--- MATERIAL FOR THIS EXERCISE ---
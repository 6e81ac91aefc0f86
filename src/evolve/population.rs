//! The mutation-driven population loop.

use std::collections::HashMap;

use rand::seq::SliceRandom;
use rand::Rng;

use super::evaluator::Evaluator;
use crate::config::EvolveConfig;
use crate::graph::Network;
use crate::methods::{Crossover, Selection};
use crate::stats::{GenerationStats, StatsHistory};

/// A population of network genomes evolving against an external evaluator.
pub struct Population {
    pub input: usize,
    pub output: usize,
    pub config: EvolveConfig,
    /// Current genomes; sorted best-first after each [`evolve`](Self::evolve).
    pub members: Vec<Network>,
    pub generation: usize,
    pub history: StatsHistory,
}

impl Population {
    /// Seed a population of minimal networks.
    pub fn new(input: usize, output: usize, config: EvolveConfig) -> Self {
        let members = (0..config.population.size)
            .map(|_| Network::new(input, output))
            .collect();
        Self {
            input,
            output,
            config,
            members,
            generation: 0,
            history: StatsHistory::new(),
        }
    }

    /// Score every unscored member through the evaluator.
    ///
    /// Results arrive in any order and are matched back to members by
    /// handle. A failed evaluation demotes the genome to the worst possible
    /// fitness instead of aborting the generation.
    pub fn score(&mut self, evaluator: &mut dyn Evaluator) {
        let clear = self.config.population.clear_on_evaluate;
        let mut submitted: HashMap<u64, usize> = HashMap::new();
        for (index, member) in self.members.iter_mut().enumerate() {
            if member.score.is_some() {
                continue;
            }
            if clear {
                member.clear();
            }
            submitted.insert(evaluator.submit(member), index);
        }

        while !submitted.is_empty() {
            let Some((handle, result)) = evaluator.recv() else {
                break;
            };
            let Some(index) = submitted.remove(&handle) else {
                continue;
            };
            match result {
                Ok(fitness) => self.members[index].score = Some(fitness),
                Err(error) => {
                    log::warn!("evaluation of genome {} failed: {}", index, error);
                    self.members[index].score = Some(f64::NEG_INFINITY);
                }
            }
        }
        for (_, index) in submitted {
            log::warn!("genome {} was never evaluated", index);
            self.members[index].score = Some(f64::NEG_INFINITY);
        }
    }

    /// Advance one generation; returns the best fitness among the parents.
    pub fn evolve(&mut self, evaluator: &mut dyn Evaluator) -> f64 {
        self.score(evaluator);
        self.sort_members();
        let best = self
            .members
            .first()
            .and_then(|m| m.score)
            .unwrap_or(f64::NEG_INFINITY);
        self.record_stats();

        let log_every = self.config.logging.log_every;
        if log_every > 0 && self.generation % log_every == 0 {
            log::info!(
                "generation {}: best {:.6}, population {}",
                self.generation,
                best,
                self.members.len()
            );
        }

        let size = self.config.population.size;
        let elitism = self.config.population.elitism.min(self.members.len());
        let mut next: Vec<Network> = Vec::with_capacity(size);
        for member in self.members.iter().take(elitism) {
            next.push(member.clone());
        }
        for _ in 0..self.config.population.provenance {
            if next.len() >= size {
                break;
            }
            next.push(Network::new(self.input, self.output));
        }

        let mut rng = rand::thread_rng();
        while next.len() < size {
            next.push(self.breed(&mut rng));
        }

        // Elites pass through untouched; everything else may mutate.
        let rate = self.config.variation.mutation_rate;
        let amount = self.config.variation.mutation_amount;
        for member in next.iter_mut().skip(elitism) {
            if rng.gen::<f64>() <= rate {
                for _ in 0..amount {
                    if let Some(method) = self.config.variation.mutation.choose(&mut rng) {
                        member.mutate_with(method, &mut rng);
                    }
                }
                member.score = None;
            }
        }

        self.members = next;
        self.generation += 1;
        best
    }

    /// The best member, if the population has been scored and sorted.
    pub fn best(&self) -> Option<&Network> {
        self.members.first()
    }

    fn sort_members(&mut self) {
        self.members.sort_by(|a, b| {
            b.score
                .unwrap_or(f64::NEG_INFINITY)
                .partial_cmp(&a.score.unwrap_or(f64::NEG_INFINITY))
                .unwrap_or(std::cmp::Ordering::Equal)
        });
    }

    fn record_stats(&mut self) {
        let scores: Vec<f64> = self
            .members
            .iter()
            .map(|m| m.score.unwrap_or(f64::NEG_INFINITY))
            .collect();
        let count = scores.len().max(1) as f64;
        let stats = GenerationStats {
            generation: self.generation,
            best: scores.first().copied().unwrap_or(f64::NEG_INFINITY),
            mean: scores.iter().sum::<f64>() / count,
            worst: scores.last().copied().unwrap_or(f64::NEG_INFINITY),
            mean_nodes: self.members.iter().map(|m| m.nodes.len()).sum::<usize>() as f64 / count,
            mean_connections: self.members.iter().map(|m| m.connections.len()).sum::<usize>()
                as f64
                / count,
        };
        self.history.record(stats);
    }

    fn breed<R: Rng>(&self, rng: &mut R) -> Network {
        let parent1 = self.select_parent(rng);
        let parent2 = self.select_parent(rng);
        let method = self
            .config
            .variation
            .crossover
            .choose(rng)
            .copied()
            .unwrap_or(Crossover::Uniform);
        // Same population, same shape; crossover cannot fail here.
        Network::offspring(parent1, parent2, &method).unwrap_or_else(|_| parent1.clone())
    }

    /// Draw a parent from the sorted, scored population.
    fn select_parent<R: Rng>(&self, rng: &mut R) -> &Network {
        let members = &self.members;
        match self.config.selection {
            Selection::Power { power } => {
                let index = (rng.gen::<f64>().powf(power) * members.len() as f64) as usize;
                &members[index.min(members.len() - 1)]
            }
            Selection::FitnessProportionate => {
                let scores: Vec<f64> = members
                    .iter()
                    .map(|m| m.score.unwrap_or(f64::NEG_INFINITY))
                    .collect();
                let minimum = scores.iter().copied().fold(f64::INFINITY, f64::min);
                let shift = if minimum < 0.0 { -minimum } else { 0.0 };
                let total: f64 = scores.iter().map(|s| s + shift).sum();
                if total <= 0.0 {
                    return members
                        .choose(rng)
                        .unwrap_or(&members[0]);
                }
                let mut remaining = rng.gen::<f64>() * total;
                for (member, score) in members.iter().zip(&scores) {
                    let value = score + shift;
                    if remaining < value {
                        return member;
                    }
                    remaining -= value;
                }
                &members[members.len() - 1]
            }
            Selection::Tournament { size, probability } => {
                let size = size.min(members.len()).max(1);
                let mut bracket: Vec<&Network> = members.choose_multiple(rng, size).collect();
                bracket.sort_by(|a, b| {
                    b.score
                        .unwrap_or(f64::NEG_INFINITY)
                        .partial_cmp(&a.score.unwrap_or(f64::NEG_INFINITY))
                        .unwrap_or(std::cmp::Ordering::Equal)
                });
                for (i, &member) in bracket.iter().enumerate() {
                    if rng.gen::<f64>() < probability || i == size - 1 {
                        return member;
                    }
                }
                bracket[size - 1]
            }
        }
    }
}

#[cfg(test)]
mod tests {
    use super::*;
    use crate::evolve::InProcessEvaluator;
    use crate::methods::Cost;

    fn xor_dataset() -> Vec<(Vec<f64>, Vec<f64>)> {
        vec![
            (vec![0.0, 0.0], vec![0.0]),
            (vec![0.0, 1.0], vec![1.0]),
            (vec![1.0, 0.0], vec![1.0]),
            (vec![1.0, 1.0], vec![0.0]),
        ]
    }

    fn small_config() -> EvolveConfig {
        let mut config = EvolveConfig::default();
        config.population.size = 20;
        config.population.elitism = 2;
        config.population.provenance = 1;
        config
    }

    #[test]
    fn test_score_assigns_every_member() {
        let mut population = Population::new(2, 1, small_config());
        let mut evaluator = InProcessEvaluator::new(xor_dataset(), Cost::Mse);
        population.score(&mut evaluator);
        assert!(population.members.iter().all(|m| m.score.is_some()));
    }

    #[test]
    fn test_evolve_keeps_population_shape() {
        let mut population = Population::new(2, 1, small_config());
        let mut evaluator = InProcessEvaluator::new(xor_dataset(), Cost::Mse);
        for _ in 0..3 {
            population.evolve(&mut evaluator);
        }
        assert_eq!(population.generation, 3);
        assert_eq!(population.members.len(), 20);
        assert!(population.members.iter().all(|m| m.is_valid()));
        assert_eq!(population.history.snapshots.len(), 3);
    }

    #[test]
    fn test_elitism_keeps_best_from_regressing() {
        let mut population = Population::new(2, 1, small_config());
        let mut evaluator = InProcessEvaluator::new(xor_dataset(), Cost::Mse);
        let mut previous = f64::NEG_INFINITY;
        for _ in 0..8 {
            let best = population.evolve(&mut evaluator);
            assert!(best >= previous, "best fitness regressed: {} < {}", best, previous);
            previous = best;
        }
    }

    #[test]
    fn test_selection_methods_return_members() {
        for selection in [
            Selection::Power { power: 4.0 },
            Selection::FitnessProportionate,
            Selection::tournament(),
        ] {
            let mut config = small_config();
            config.selection = selection;
            let mut population = Population::new(2, 1, config);
            let mut evaluator = InProcessEvaluator::new(xor_dataset(), Cost::Mse);
            population.score(&mut evaluator);
            population.sort_members();
            let mut rng = rand::thread_rng();
            for _ in 0..20 {
                let parent = population.select_parent(&mut rng);
                assert!(parent.score.is_some());
            }
        }
    }
}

--- THE PROBLEM ---
If a line above includes the word "scores", count it; then give the final number by itself.

--- ANSWER SECTION ---
9